Robert had been the worst. They’d rushed him right into surgery. He’d live, but the doctors had to amputate his arm. Gage also had surgery the minute they’d landed, resulting in two blood transfusions and a slight reduction of his intestines. Nadia’s knife had punctured his lung and it had been touch and go there for a bit. In a few months he’d be roughly as good as new.

But Tern…

That last bash on the head, combined with the hit she’d taken the day before, had done something. Problem was, the doctors had run every test they could think of and couldn’t figure out why she wouldn’t wake up. She was currently in ICU and there was nothing more they could do but wait and pray.

It had been five days.

The same length of time they’d fought for their lives in the arctic wilderness.
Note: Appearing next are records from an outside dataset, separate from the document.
//! src/keys.rs
//! Symmetric keys with algorithm tag and validity metadata

use crate::aliases::KeyBuffer32;
use crate::consts::{DEFAULT_KEY_LIFETIME_DAYS, MAX_KEY_BYTES};
use crate::crypto::cipher::CipherAlgorithm;
use crate::crypto::rng::fill_random;
use crate::error::CryptError;
use chrono::{DateTime, Duration, Utc};
use std::fmt;

/// Descriptive fields and validity window carried alongside a key.
#[derive(Debug, Clone, PartialEq, Eq)]
pub struct KeyMetadata {
    name: String,
    purpose: String,
    owner: String,
    not_before: DateTime<Utc>,
    not_after: DateTime<Utc>,
}

impl KeyMetadata {
    /// Valid from now for [`DEFAULT_KEY_LIFETIME_DAYS`].
    #[must_use]
    pub fn new() -> Self {
        let now = Utc::now();
        Self {
            name: String::new(),
            purpose: String::new(),
            owner: String::new(),
            not_before: now,
            not_after: now + Duration::days(DEFAULT_KEY_LIFETIME_DAYS),
        }
    }

    #[must_use]
    pub fn with_name(mut self, name: impl Into<String>) -> Self {
        self.name = name.into();
        self
    }

    #[must_use]
    pub fn with_purpose(mut self, purpose: impl Into<String>) -> Self {
        self.purpose = purpose.into();
        self
    }

    #[must_use]
    pub fn with_owner(mut self, owner: impl Into<String>) -> Self {
        self.owner = owner.into();
        self
    }

    /// Keep `not_before`, move `not_after` to `not_before + lifetime`.
    #[must_use]
    pub fn with_lifetime(mut self, lifetime: Duration) -> Self {
        self.not_after = self.not_before + lifetime;
        self
    }

    /// Set the window explicitly. `not_after` earlier than `not_before` is an
    /// [`CryptError::Init`].
    pub fn with_validity(
        mut self,
        not_before: DateTime<Utc>,
        not_after: DateTime<Utc>,
    ) -> Result<Self, CryptError> {
        if not_after < not_before {
            return Err(CryptError::Init(
                "key validity ends before it begins".into(),
            ));
        }
        self.not_before = not_before;
        self.not_after = not_after;
        Ok(self)
    }

    pub fn name(&self) -> &str {
        &self.name
    }

    pub fn purpose(&self) -> &str {
        &self.purpose
    }

    pub fn owner(&self) -> &str {
        &self.owner
    }

    pub fn not_before(&self) -> DateTime<Utc> {
        self.not_before
    }

    pub fn not_after(&self) -> DateTime<Utc> {
        self.not_after
    }

    pub fn is_valid_at(&self, at: DateTime<Utc>) -> bool {
        self.not_before <= at && at <= self.not_after
    }
}

impl Default for KeyMetadata {
    fn default() -> Self {
        Self::new()
    }
}

/// Parse a key lifetime such as `1Y`, `90D` or `12H`.
///
/// A year is a common year of 365 days. A bare number counts years.
pub fn parse_duration(code: &str) -> Result<Duration, CryptError> {
    let code = code.trim();
    let bad = || CryptError::Init(format!("unrecognized duration '{code}'"));
    let split = code
        .find(|c: char| !c.is_ascii_digit())
        .unwrap_or(code.len());
    let (digits, unit) = code.split_at(split);
    let n: i64 = digits.parse().map_err(|_| bad())?;
    let duration = match unit {
        "" | "Y" | "y" => n.checked_mul(365).and_then(Duration::try_days),
        "D" | "d" => Duration::try_days(n),
        "H" | "h" => Duration::try_hours(n),
        _ => None,
    };
    duration.ok_or_else(bad)
}

/// Raw key bytes bound to their algorithm tag.
///
/// The bytes live in a fixed 32-byte secret buffer; only the first
/// `bit_length / 8` are meaningful.
pub struct SymmetricKey {
    algorithm: CipherAlgorithm,
    key: KeyBuffer32,
    metadata: KeyMetadata,
}

impl SymmetricKey {
    /// Fresh random key of `algorithm.key_len()` bytes.
    pub fn generate(
        algorithm: CipherAlgorithm,
        metadata: KeyMetadata,
    ) -> Result<Self, CryptError> {
        let mut key = KeyBuffer32::new([0u8; MAX_KEY_BYTES]);
        fill_random(&mut key.expose_secret_mut()[..algorithm.key_len()])?;
        tracing::debug!(%algorithm, name = metadata.name(), "generated symmetric key");
        Ok(Self {
            algorithm,
            key,
            metadata,
        })
    }

    /// Wrap existing key bytes. The length must match the algorithm.
    pub fn from_bytes(
        algorithm: CipherAlgorithm,
        bytes: &[u8],
        metadata: KeyMetadata,
    ) -> Result<Self, CryptError> {
        if bytes.len() != algorithm.key_len() {
            return Err(CryptError::Init(format!(
                "{algorithm} needs {} key bytes, got {}",
                algorithm.key_len(),
                bytes.len()
            )));
        }
        let mut key = KeyBuffer32::new([0u8; MAX_KEY_BYTES]);
        key.expose_secret_mut()[..bytes.len()].copy_from_slice(bytes);
        Ok(Self {
            algorithm,
            key,
            metadata,
        })
    }

    pub fn algorithm(&self) -> CipherAlgorithm {
        self.algorithm
    }

    pub fn bit_length(&self) -> u32 {
        self.algorithm.key_bits()
    }

    pub fn metadata(&self) -> &KeyMetadata {
        &self.metadata
    }

    /// The meaningful key bytes.
    #[inline]
    pub fn expose_key(&self) -> &[u8] {
        &self.key.expose_secret()[..self.algorithm.key_len()]
    }

    /// An independent copy; secret buffers do not implement `Clone`.
    pub fn duplicate(&self) -> Self {
        Self {
            algorithm: self.algorithm,
            key: KeyBuffer32::new(*self.key.expose_secret()),
            metadata: self.metadata.clone(),
        }
    }
}

impl fmt::Debug for SymmetricKey {
    fn fmt(&self, f: &mut fmt::Formatter<'_>) -> fmt::Result {
        f.debug_struct("SymmetricKey")
            .field("algorithm", &self.algorithm)
            .field("metadata", &self.metadata)
            .field("key", &"[REDACTED]")
            .finish()
    }
}

#[cfg(test)]
mod tests {
    use super::*;

    #[test]
    fn durations() {
        assert_eq!(parse_duration("1Y").unwrap(), Duration::days(365));
        assert_eq!(parse_duration("2").unwrap(), Duration::days(730));
        assert_eq!(parse_duration("90D").unwrap(), Duration::days(90));
        assert_eq!(parse_duration("12h").unwrap(), Duration::hours(12));
        for bad in ["", "Y", "1Q", "-1Y", "1.5Y"] {
            assert!(parse_duration(bad).is_err(), "{bad}");
        }
    }

    #[test]
    fn generated_key_has_algorithm_length() {
        let key = SymmetricKey::generate(CipherAlgorithm::AES_192, KeyMetadata::new()).unwrap();
        assert_eq!(key.expose_key().len(), 24);
        assert_eq!(key.bit_length(), 192);
        assert!(key.metadata().is_valid_at(Utc::now()));
    }

    #[test]
    fn from_bytes_checks_length() {
        let err = SymmetricKey::from_bytes(CipherAlgorithm::AES_128, &[0u8; 32], KeyMetadata::new())
            .unwrap_err();
        assert!(matches!(err, CryptError::Init(_)));
    }

    #[test]
    fn debug_redacts_key() {
        let key =
            SymmetricKey::from_bytes(CipherAlgorithm::TEA_128, &[0xAB; 16], KeyMetadata::new())
                .unwrap();
        let shown = format!("{key:?}");
        assert!(!shown.contains("171, 171"));
        assert!(shown.contains("REDACTED"));
    }

    #[test]
    fn metadata_builder() {
        let meta = KeyMetadata::new()
            .with_name("k1")
            .with_purpose("file-encryption")
            .with_owner("ops")
            .with_lifetime(Duration::days(1));
        assert_eq!(meta.name(), "k1");
        assert_eq!(meta.not_after() - meta.not_before(), Duration::days(1));
        let now = Utc::now();
        assert!(KeyMetadata::new()
            .with_validity(now, now - Duration::days(1))
            .is_err());
    }
}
It was after midnight and he’d refused to be taken back to his room. The nurse had given up and let him be with Tern. He wasn’t leaving her side. Her family had been visiting in shifts, but the nights were his. Tern lay prone on the bed, multiple tubes and IVs stuck in her, machines monitoring her vitals. Even with her honey-golden Athabascan skin, she was as white as the sheets she lay on.

Why wouldn’t she wake up? What kept her from him now?
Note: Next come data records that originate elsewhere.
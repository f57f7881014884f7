// src/crypto/rng.rs
//! Secure randomness for fixed-size secrets
//!
//! Adds `T::random()` to every `SpanBuffer<N>` alias (`KeyBuffer32`, `Iv16`, `MacKey32`, …)
//! using a thread-local `OsRng`.

use crate::error::CryptError;
use rand::{rngs::OsRng, TryRngCore};
use secure_gate::Fixed;
use std::cell::RefCell;

/// Extension trait – gives `.random()` to all fixed-size secret types
pub trait SecureRandomExt: Sized {
    /// Generate a cryptographically secure random instance of this type
    fn random() -> Result<Self, CryptError>;
}

// Thread-local OsRng wrapped in RefCell so we can mutably borrow it
thread_local! {
    static RNG: RefCell<OsRng> = const { RefCell::new(OsRng) };
}

/// Fill `dest` from the operating system RNG.
#[inline]
pub fn fill_random(dest: &mut [u8]) -> Result<(), CryptError> {
    RNG.with(|rng_cell| {
        rng_cell
            .borrow_mut()
            .try_fill_bytes(dest)
            .map_err(|e| CryptError::Crypto(format!("OS RNG failed: {e}")))
    })
}

/// Blanket impl – every `Fixed<[u8; N]>` gets `.random()`
impl<const N: usize> SecureRandomExt for Fixed<[u8; N]> {
    #[inline]
    fn random() -> Result<Self, CryptError> {
        let mut secret = Fixed::new([0u8; N]);
        fill_random(secret.expose_secret_mut())?;
        Ok(secret)
    }
}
He’d been talking to her since they let him enter her room. She had to wake up. He couldn’t think that she wouldn’t. Life would be no life without Tern in it. Why hadn’t he realized that before he almost lost her? Hell, he could still lose her.

“You die on me, and I’ll haunt you in the afterlife. Isn’t that what you threatened me? I’ll not only haunt you, I’ll haunt your ancestors.” He lightly applied chapstick to her dry lips and smoothed back her hair. “Just wake up and swear at me. Tell me I’m an idiot. Tell me to shut up. Something. Just come back to me, Tern.”
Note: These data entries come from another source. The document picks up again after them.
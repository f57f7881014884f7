//! src/crypto/cipher.rs
//! Block-cipher port: one uniform keyed transform over AES, Twofish, Simon, TEA and RC4
//!
//! The port exposes whole-block transforms only. Partial blocks, padding and
//! chaining are the caller's business (see `padding`, `stream` and `scheme`).

use crate::consts::{BLOCK_SIZE_16, BLOCK_SIZE_8};
use crate::crypto::simon::Simon128;
use crate::crypto::tea::Tea;
use crate::error::CryptError;
use aes::cipher::consts::U16;
use aes::cipher::generic_array::GenericArray;
use aes::cipher::{BlockDecrypt, BlockEncrypt, KeyInit, StreamCipher};
use aes::{Aes128, Aes192, Aes256};
use rc4::Rc4;
use std::fmt;
use std::str::FromStr;
use twofish::Twofish;

/// Uniform capability over a keyed block transform.
///
/// `encrypt_block` / `decrypt_block` transform exactly [`block_size`](Self::block_size)
/// bytes in place. Any other length is rejected.
pub trait BlockCipher {
    /// Fixed block size B in bytes.
    fn block_size(&self) -> usize;

    /// Encrypt one block in place.
    fn encrypt_block(&mut self, block: &mut [u8]) -> Result<(), CryptError>;

    /// Decrypt one block in place.
    fn decrypt_block(&mut self, block: &mut [u8]) -> Result<(), CryptError>;
}

/// Which way a port was keyed.
#[derive(Debug, Clone, Copy, PartialEq, Eq)]
pub enum Direction {
    Encrypt,
    Decrypt,
}

/// Cipher family, independent of key size.
#[derive(Debug, Clone, Copy, PartialEq, Eq, Hash)]
pub enum CipherFamily {
    Aes,
    Twofish,
    Simon,
    Tea,
    Rc4,
}

impl CipherFamily {
    pub const fn name(self) -> &'static str {
        match self {
            CipherFamily::Aes => "aes",
            CipherFamily::Twofish => "twofish",
            CipherFamily::Simon => "simon",
            CipherFamily::Tea => "tea",
            CipherFamily::Rc4 => "rc4",
        }
    }

    /// Block size B. RC4 is a stream cipher; 8 is its buffering unit only.
    pub const fn block_size(self) -> usize {
        match self {
            CipherFamily::Aes | CipherFamily::Twofish | CipherFamily::Simon => BLOCK_SIZE_16,
            CipherFamily::Tea | CipherFamily::Rc4 => BLOCK_SIZE_8,
        }
    }

    /// Key sizes (bits) this family can be keyed with.
    pub const fn supported_key_bits(self) -> &'static [u32] {
        match self {
            CipherFamily::Aes | CipherFamily::Twofish => &[128, 192, 256],
            CipherFamily::Simon | CipherFamily::Tea | CipherFamily::Rc4 => &[128],
        }
    }
}

/// Algorithm tag: family plus key size, printed as e.g. `aes-128`.
#[derive(Debug, Clone, Copy, PartialEq, Eq, Hash)]
pub struct CipherAlgorithm {
    family: CipherFamily,
    key_bits: u32,
}

impl CipherAlgorithm {
    pub const AES_128: Self = Self::known(CipherFamily::Aes, 128);
    pub const AES_192: Self = Self::known(CipherFamily::Aes, 192);
    pub const AES_256: Self = Self::known(CipherFamily::Aes, 256);
    pub const TWOFISH_128: Self = Self::known(CipherFamily::Twofish, 128);
    pub const TWOFISH_192: Self = Self::known(CipherFamily::Twofish, 192);
    pub const TWOFISH_256: Self = Self::known(CipherFamily::Twofish, 256);
    pub const SIMON_128: Self = Self::known(CipherFamily::Simon, 128);
    pub const TEA_128: Self = Self::known(CipherFamily::Tea, 128);
    pub const RC4_128: Self = Self::known(CipherFamily::Rc4, 128);

    const fn known(family: CipherFamily, key_bits: u32) -> Self {
        Self { family, key_bits }
    }

    /// Build a tag, rejecting key sizes the family does not support.
    pub fn new(family: CipherFamily, key_bits: u32) -> Result<Self, CryptError> {
        if !family.supported_key_bits().contains(&key_bits) {
            return Err(CryptError::Init(format!(
                "{} does not support {key_bits}-bit keys",
                family.name()
            )));
        }
        Ok(Self { family, key_bits })
    }

    pub const fn family(&self) -> CipherFamily {
        self.family
    }

    pub const fn key_bits(&self) -> u32 {
        self.key_bits
    }

    /// Key length in bytes (`key_bits / 8`).
    pub const fn key_len(&self) -> usize {
        (self.key_bits / 8) as usize
    }

    pub const fn block_size(&self) -> usize {
        self.family.block_size()
    }
}

impl fmt::Display for CipherAlgorithm {
    fn fmt(&self, f: &mut fmt::Formatter<'_>) -> fmt::Result {
        write!(f, "{}-{}", self.family.name(), self.key_bits)
    }
}

impl FromStr for CipherAlgorithm {
    type Err = CryptError;

    fn from_str(tag: &str) -> Result<Self, Self::Err> {
        let unsupported = || CryptError::Init(format!("unsupported cipher algorithm '{tag}'"));
        let (family, bits) = tag.rsplit_once('-').ok_or_else(unsupported)?;
        let family = match family.to_ascii_lowercase().as_str() {
            "aes" => CipherFamily::Aes,
            "twofish" => CipherFamily::Twofish,
            "simon" => CipherFamily::Simon,
            "tea" => CipherFamily::Tea,
            "rc4" => CipherFamily::Rc4,
            _ => return Err(unsupported()),
        };
        let bits: u32 = bits.parse().map_err(|_| unsupported())?;
        CipherAlgorithm::new(family, bits)
    }
}

enum Engine {
    Aes128(Box<Aes128>),
    Aes192(Box<Aes192>),
    Aes256(Box<Aes256>),
    Twofish(Box<Twofish>),
    Simon(Box<Simon128>),
    Tea(Tea),
    Rc4(Box<Rc4<U16>>),
}

/// A keyed block transform for one [`CipherAlgorithm`] and one [`Direction`].
pub struct CipherPort {
    algorithm: CipherAlgorithm,
    direction: Direction,
    engine: Engine,
}

impl fmt::Debug for CipherPort {
    fn fmt(&self, f: &mut fmt::Formatter<'_>) -> fmt::Result {
        f.debug_struct("CipherPort")
            .field("algorithm", &self.algorithm)
            .field("direction", &self.direction)
            .finish_non_exhaustive()
    }
}

impl CipherPort {
    /// Key the transform. Fails with [`CryptError::Init`] if `key.len()` is not
    /// `algorithm.key_bits() / 8`.
    pub fn init(
        algorithm: CipherAlgorithm,
        key: &[u8],
        direction: Direction,
    ) -> Result<Self, CryptError> {
        if key.len() != algorithm.key_len() {
            return Err(CryptError::Init(format!(
                "{algorithm}: expected {}-byte key, got {}",
                algorithm.key_len(),
                key.len()
            )));
        }
        let bad_key = |_| CryptError::Init(format!("{algorithm}: key rejected by cipher"));

        let engine = match (algorithm.family(), algorithm.key_bits()) {
            (CipherFamily::Aes, 128) => Engine::Aes128(Box::new(
                Aes128::new_from_slice(key).map_err(bad_key)?,
            )),
            (CipherFamily::Aes, 192) => Engine::Aes192(Box::new(
                Aes192::new_from_slice(key).map_err(bad_key)?,
            )),
            (CipherFamily::Aes, 256) => Engine::Aes256(Box::new(
                Aes256::new_from_slice(key).map_err(bad_key)?,
            )),
            (CipherFamily::Twofish, _) => Engine::Twofish(Box::new(
                Twofish::new_from_slice(key).map_err(bad_key)?,
            )),
            (CipherFamily::Simon, 128) => {
                let key: &[u8; 16] = key
                    .try_into()
                    .map_err(|_| CryptError::Init("simon: key must be 16 bytes".into()))?;
                Engine::Simon(Box::new(Simon128::new(key)))
            }
            (CipherFamily::Tea, _) => {
                let key: &[u8; 16] = key
                    .try_into()
                    .map_err(|_| CryptError::Init("tea: key must be 16 bytes".into()))?;
                Engine::Tea(Tea::new(key))
            }
            (CipherFamily::Rc4, _) => Engine::Rc4(Box::new(
                Rc4::<U16>::new_from_slice(key).map_err(bad_key)?,
            )),
            (family, bits) => {
                return Err(CryptError::Init(format!(
                    "{} does not support {bits}-bit keys",
                    family.name()
                )))
            }
        };

        tracing::trace!(%algorithm, ?direction, "cipher port keyed");
        Ok(Self {
            algorithm,
            direction,
            engine,
        })
    }

    pub fn algorithm(&self) -> CipherAlgorithm {
        self.algorithm
    }

    pub fn direction(&self) -> Direction {
        self.direction
    }

    fn check(&self, block: &[u8], wanted: Direction) -> Result<(), CryptError> {
        if block.len() != self.algorithm.block_size() {
            return Err(CryptError::Crypto(format!(
                "{}: block must be {} bytes, got {}",
                self.algorithm,
                self.algorithm.block_size(),
                block.len()
            )));
        }
        // RC4 is a keystream XOR: one state serves both directions.
        if self.direction != wanted && self.algorithm.family() != CipherFamily::Rc4 {
            return Err(CryptError::State(format!(
                "{}: port keyed for {:?}, called for {wanted:?}",
                self.algorithm, self.direction
            )));
        }
        Ok(())
    }

    fn transform(&mut self, block: &mut [u8], direction: Direction) -> Result<(), CryptError> {
        self.check(block, direction)?;
        let encrypt = direction == Direction::Encrypt;
        match &mut self.engine {
            Engine::Aes128(c) => aes_like(c.as_ref(), block, encrypt),
            Engine::Aes192(c) => aes_like(c.as_ref(), block, encrypt),
            Engine::Aes256(c) => aes_like(c.as_ref(), block, encrypt),
            Engine::Twofish(c) => aes_like(c.as_ref(), block, encrypt),
            Engine::Simon(simon) => {
                let block: &mut [u8; 16] = block
                    .try_into()
                    .map_err(|_| CryptError::Crypto("simon: block must be 16 bytes".into()))?;
                if encrypt {
                    simon.encrypt_block(block);
                } else {
                    simon.decrypt_block(block);
                }
            }
            Engine::Tea(tea) => {
                let block: &mut [u8; 8] = block
                    .try_into()
                    .map_err(|_| CryptError::Crypto("tea: block must be 8 bytes".into()))?;
                if encrypt {
                    tea.encrypt_block(block);
                } else {
                    tea.decrypt_block(block);
                }
            }
            Engine::Rc4(rc4) => rc4.apply_keystream(block),
        }
        Ok(())
    }
}

#[inline(always)]
fn aes_like<C>(cipher: &C, block: &mut [u8], encrypt: bool)
where
    C: BlockEncrypt + BlockDecrypt<BlockSize = U16>,
{
    let block = GenericArray::from_mut_slice(block);
    if encrypt {
        cipher.encrypt_block(block);
    } else {
        cipher.decrypt_block(block);
    }
}

impl BlockCipher for CipherPort {
    fn block_size(&self) -> usize {
        self.algorithm.block_size()
    }

    fn encrypt_block(&mut self, block: &mut [u8]) -> Result<(), CryptError> {
        self.transform(block, Direction::Encrypt)
    }

    fn decrypt_block(&mut self, block: &mut [u8]) -> Result<(), CryptError> {
        self.transform(block, Direction::Decrypt)
    }
}

#[cfg(test)]
mod tests {
    use super::*;

    #[test]
    fn parse_and_print_tags() {
        for tag in ["aes-128", "aes-256", "twofish-192", "simon-128", "tea-128", "rc4-128"] {
            let alg: CipherAlgorithm = tag.parse().unwrap();
            assert_eq!(alg.to_string(), tag);
        }
        assert!(matches!(
            "aes-100".parse::<CipherAlgorithm>(),
            Err(CryptError::Init(_))
        ));
        assert!(matches!(
            "simon-256".parse::<CipherAlgorithm>(),
            Err(CryptError::Init(_))
        ));
        assert!(matches!(
            "serpent-128".parse::<CipherAlgorithm>(),
            Err(CryptError::Init(_))
        ));
        assert!(matches!("aes".parse::<CipherAlgorithm>(), Err(CryptError::Init(_))));
    }

    #[test]
    fn aes128_fips197_vector() {
        let key = hex::decode("000102030405060708090a0b0c0d0e0f").unwrap();
        let mut block = hex::decode("00112233445566778899aabbccddeeff").unwrap();
        let mut enc = CipherPort::init(CipherAlgorithm::AES_128, &key, Direction::Encrypt).unwrap();
        enc.encrypt_block(&mut block).unwrap();
        assert_eq!(hex::encode(&block), "69c4e0d86a7b0430d8cdb78070b4c55a");

        let mut dec = CipherPort::init(CipherAlgorithm::AES_128, &key, Direction::Decrypt).unwrap();
        dec.decrypt_block(&mut block).unwrap();
        assert_eq!(hex::encode(&block), "00112233445566778899aabbccddeeff");
    }

    #[test]
    fn simon128_through_the_port() {
        let key: Vec<u8> = (0u8..16).collect();
        let mut block = *b" travellers desc";
        let mut enc = CipherPort::init(CipherAlgorithm::SIMON_128, &key, Direction::Encrypt).unwrap();
        enc.encrypt_block(&mut block).unwrap();
        assert_eq!(hex::encode(block), "bc0b4ef82a83aa653ffe541e1e1b6849");
        assert!(matches!(enc.decrypt_block(&mut block), Err(CryptError::State(_))));

        let mut dec = CipherPort::init(CipherAlgorithm::SIMON_128, &key, Direction::Decrypt).unwrap();
        dec.decrypt_block(&mut block).unwrap();
        assert_eq!(&block, b" travellers desc");
    }

    #[test]
    fn every_family_roundtrips_one_block() {
        let key32 = [0x5Au8; 32];
        for alg in [
            CipherAlgorithm::AES_128,
            CipherAlgorithm::AES_192,
            CipherAlgorithm::AES_256,
            CipherAlgorithm::TWOFISH_128,
            CipherAlgorithm::TWOFISH_256,
            CipherAlgorithm::SIMON_128,
            CipherAlgorithm::TEA_128,
            CipherAlgorithm::RC4_128,
        ] {
            let key = &key32[..alg.key_len()];
            let original: Vec<u8> = (0..alg.block_size() as u8).collect();
            let mut block = original.clone();
            CipherPort::init(alg, key, Direction::Encrypt)
                .unwrap()
                .encrypt_block(&mut block)
                .unwrap();
            assert_ne!(block, original, "{alg}");
            CipherPort::init(alg, key, Direction::Decrypt)
                .unwrap()
                .decrypt_block(&mut block)
                .unwrap();
            assert_eq!(block, original, "{alg}");
        }
    }

    #[test]
    fn key_length_mismatch_is_init_error() {
        let err = CipherPort::init(CipherAlgorithm::AES_128, &[0u8; 15], Direction::Encrypt)
            .unwrap_err();
        assert!(matches!(err, CryptError::Init(_)));
        let err = CipherPort::init(CipherAlgorithm::TEA_128, &[0u8; 32], Direction::Encrypt)
            .unwrap_err();
        assert!(matches!(err, CryptError::Init(_)));
    }

    #[test]
    fn wrong_block_length_and_direction() {
        let mut port =
            CipherPort::init(CipherAlgorithm::AES_128, &[0u8; 16], Direction::Encrypt).unwrap();
        let mut short = [0u8; 15];
        assert!(matches!(
            port.encrypt_block(&mut short),
            Err(CryptError::Crypto(_))
        ));
        let mut block = [0u8; 16];
        assert!(matches!(
            port.decrypt_block(&mut block),
            Err(CryptError::State(_))
        ));
    }
}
Tears choked him, and he pressed the heels of his hands over his eyes. Pain in his chest burned, but it wasn’t coming from his injuries. Unless there was some way they could treat a broken heart. Exhausted, he laid his head down on the bed, next to her side.

He must have dozed, for the next thing he was aware of were fingers softy sifting through his hair. He slowly lifted his head, afraid to let hope flare in his soul. He gazed into Tern’s beautiful eyes.